When asked for comment, the Human Rights Campaign spokesman, Mark Shields, was quoted by CNN as stating that “it’s ridiculous that prosecutors would spend their time charging anyone with a crime who is simply trying to unite two people with basic rights and protections.” Not only does this statement already assume you agree with the conclusion that homosexual marriage should be allowed, it also implies by using the word “ridiculous” that a reasonable person must agree with the conclusion, which is not the case. Your opinion on gay marriage is not a litmus test for reasonability.

The real problem with the arrest, which none of the gay rights proponents brought up, is that it seems to be a violation of the separation of church and state. The marriages were bestowing clerical approval, not legal rights, and thus they should not fall under the jurisdiction of the government. This messy situation underscores the importance of separating the legal issues surrounding marriage from the religious ones.

If two people desire to get married and share assets or custody of children, then there is a legitimate role for the government in enforcing these contracts no matter what the sexuality of the partners and no matter what the clerical approval. Such a model for marriage would require a larger number of pre-nuptial arrangements, but as the aforementioned divorce rate will attest, many Americans could use a little more time to consider the arrangement into which they are entering before taking the plunge.

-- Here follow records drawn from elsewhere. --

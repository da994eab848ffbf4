use std::fs::File;
use std::io::Read as _;
use std::path::Path;
use std::process::{Child, Command, ExitStatus, Stdio};
use std::time::{Duration, Instant};

#[derive(Debug)]
pub struct ExecFailure {
    pub reason: String,
    /// Everything the program wrote before it failed, stdout and stderr interleaved.
    pub output: Vec<u8>,
}

impl std::fmt::Display for ExecFailure {
    fn fmt(&self, f: &mut std::fmt::Formatter<'_>) -> std::fmt::Result {
        write!(
            f,
            "{}\n---- output ----\n{}",
            self.reason,
            String::from_utf8_lossy(&self.output)
        )
    }
}

impl std::error::Error for ExecFailure {}

/// Runs a compiled artifact in `cwd` and returns its combined output.
///
/// Output is captured through `log_path`, shared by stdout and stderr so the
/// two streams keep their relative order. Any nonzero exit, signal, or
/// timeout is a failure. The program runs in its own process group, which is
/// killed once it finishes.
pub fn run_artifact(
    artifact: &Path,
    args: &[String],
    cwd: &Path,
    log_path: &Path,
    timeout: Duration,
) -> Result<Vec<u8>, ExecFailure> {
    let fail = |reason: String| ExecFailure {
        reason,
        output: Vec::new(),
    };

    let log = File::create(log_path)
        .map_err(|e| fail(format!("create {}: {e}", log_path.display())))?;
    let log_err = log
        .try_clone()
        .map_err(|e| fail(format!("dup {}: {e}", log_path.display())))?;

    let artifact_abs = std::fs::canonicalize(artifact)
        .map_err(|e| fail(format!("canonicalize {}: {e}", artifact.display())))?;

    let mut cmd = Command::new(&artifact_abs);
    cmd.args(args)
        .current_dir(cwd)
        .stdin(Stdio::null())
        .stdout(Stdio::from(log))
        .stderr(Stdio::from(log_err));
    spawn_in_own_group(&mut cmd);
    let mut child = cmd
        .spawn()
        .map_err(|e| fail(format!("spawn {}: {e}", artifact.display())))?;

    let waited = wait_group_with_deadline(&mut child, timeout);
    let output = read_log(log_path);

    let (status, timed_out) = match waited {
        Ok(v) => v,
        Err(e) => {
            return Err(ExecFailure {
                reason: format!("wait {}: {e}", artifact.display()),
                output,
            })
        }
    };

    if timed_out {
        return Err(ExecFailure {
            reason: format!("timed out after {}s", timeout.as_secs_f64()),
            output,
        });
    }
    if let Some(reason) = abnormal_exit(status) {
        return Err(ExecFailure { reason, output });
    }
    Ok(output)
}

fn read_log(path: &Path) -> Vec<u8> {
    let mut out = Vec::new();
    if let Ok(mut f) = File::open(path) {
        let _ = f.read_to_end(&mut out);
    }
    out
}

pub(crate) fn abnormal_exit(status: ExitStatus) -> Option<String> {
    if status.success() {
        return None;
    }
    if let Some(code) = status.code() {
        return Some(format!("exit status {code}"));
    }
    #[cfg(unix)]
    {
        use std::os::unix::process::ExitStatusExt as _;
        if let Some(sig) = status.signal() {
            return Some(format!("terminated by signal {sig}"));
        }
    }
    Some("terminated abnormally".to_string())
}

const POLL_INTERVAL: Duration = Duration::from_millis(5);

/// Starts the child as the leader of a new process group, so anything it
/// forks can be signalled together with it.
pub(crate) fn spawn_in_own_group(cmd: &mut Command) {
    #[cfg(unix)]
    {
        use std::os::unix::process::CommandExt as _;
        cmd.process_group(0);
    }
    #[cfg(not(unix))]
    let _ = cmd;
}

/// SIGKILLs every process still in the child's group. ESRCH (group already
/// empty) is not an error.
fn kill_process_group(child: &Child) {
    #[cfg(unix)]
    {
        if let Ok(pgid) = libc::pid_t::try_from(child.id()) {
            // SAFETY: killpg takes plain integers and touches no memory.
            unsafe {
                libc::killpg(pgid, libc::SIGKILL);
            }
        }
    }
    #[cfg(not(unix))]
    let _ = child;
}

/// Waits for a child started with [`spawn_in_own_group`].
///
/// Returns `(status, timed_out)`. Past `timeout` the whole group is killed;
/// either way, group members left behind by the leader are killed before
/// returning so none of them keeps inherited pipes or files open.
pub(crate) fn wait_group_with_deadline(
    child: &mut Child,
    timeout: Duration,
) -> std::io::Result<(ExitStatus, bool)> {
    let started = Instant::now();
    let (status, timed_out) = loop {
        if let Some(status) = child.try_wait()? {
            break (status, false);
        }
        if started.elapsed() >= timeout {
            kill_process_group(child);
            let _ = child.kill();
            break (child.wait()?, true);
        }
        std::thread::sleep(POLL_INTERVAL.min(timeout.saturating_sub(started.elapsed())));
    };
    kill_process_group(child);
    Ok((status, timed_out))
}
//! Acquisition of third-party C test corpora: download, archive extraction,
//! and per-corpus resolution against a local assets directory.

pub mod catalog;
pub mod error;
pub mod extract;
pub mod fetch;
pub mod resolve;
pub mod scratch;

pub use catalog::{known_corpora, CorpusSpec};
pub use error::CorpusError;
pub use extract::{
    extract_file, extract_tar_bz2, extract_tar_gz, extract_zip, ArchiveFormat, EntryKind,
    ExtractStats,
};
pub use fetch::{fetch, FetchOptions, Fetched};
pub use resolve::{
    resolve_all, resolve_one, CorpusResolution, ResolveOptions, ResolveOutcome, COMPLETE_MARKER,
};
pub use scratch::ScratchDir;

This arrangement also conveniently takes care of the argument that if we allow gay marriage, then we must then allow people to marry animals, minors, or whomever or whatever they desire. Minors and animals are currently prohibited from entering into legal contracts, and thus could not enter into marriage either under the current system. Group marriage, on the other hand, would be treated no differently than the formation of a corporation. The legitimacy of the argument that group marriage exploits women varies on a case-by-case basis, but all current laws about being coerced or forced into a contract would still apply. Thus, no one could be married against his or her will.

This whole system may seem a bit far-fetched, but consider for a moment that the law already concedes certain key aspects of the arrangement. For instance, common-law spouses are already recognized under the law to take into account those couples who have instituted marriage in practice, but not in name. Essentially, these laws identify that an implicit contract has been made between the couple simply by living together and sharing assets or resources for a certain number of years.

In this case, the law recognizes that the social aspects of marriage can exist without the legal hallmarks ever having been performed. In a sense, all marriages would simply become contractual obligations in the eyes of the government without allowing the government to pass judgment as to the religious or ethical considerations of any relationship.

Without any compelling reason for governments to recognize or adjudicate marriage from the outset, I believe that the debate over recognizing gay marriages is misguided at best. Empirical evidence suggests that marriage is taken less seriously now than ever before, so it seems hypocritical for anyone to suggest that the mystical, holy nature of the institution mandates government regulation. With the government out of the marriage equation, the courts and legislatures all throughout the country will have more time to worry about more pressing issues like whether or not it’s legal to sue McDonald’s or Nabisco for giving us the huge rear-ends which precipitated all those divorces to begin with.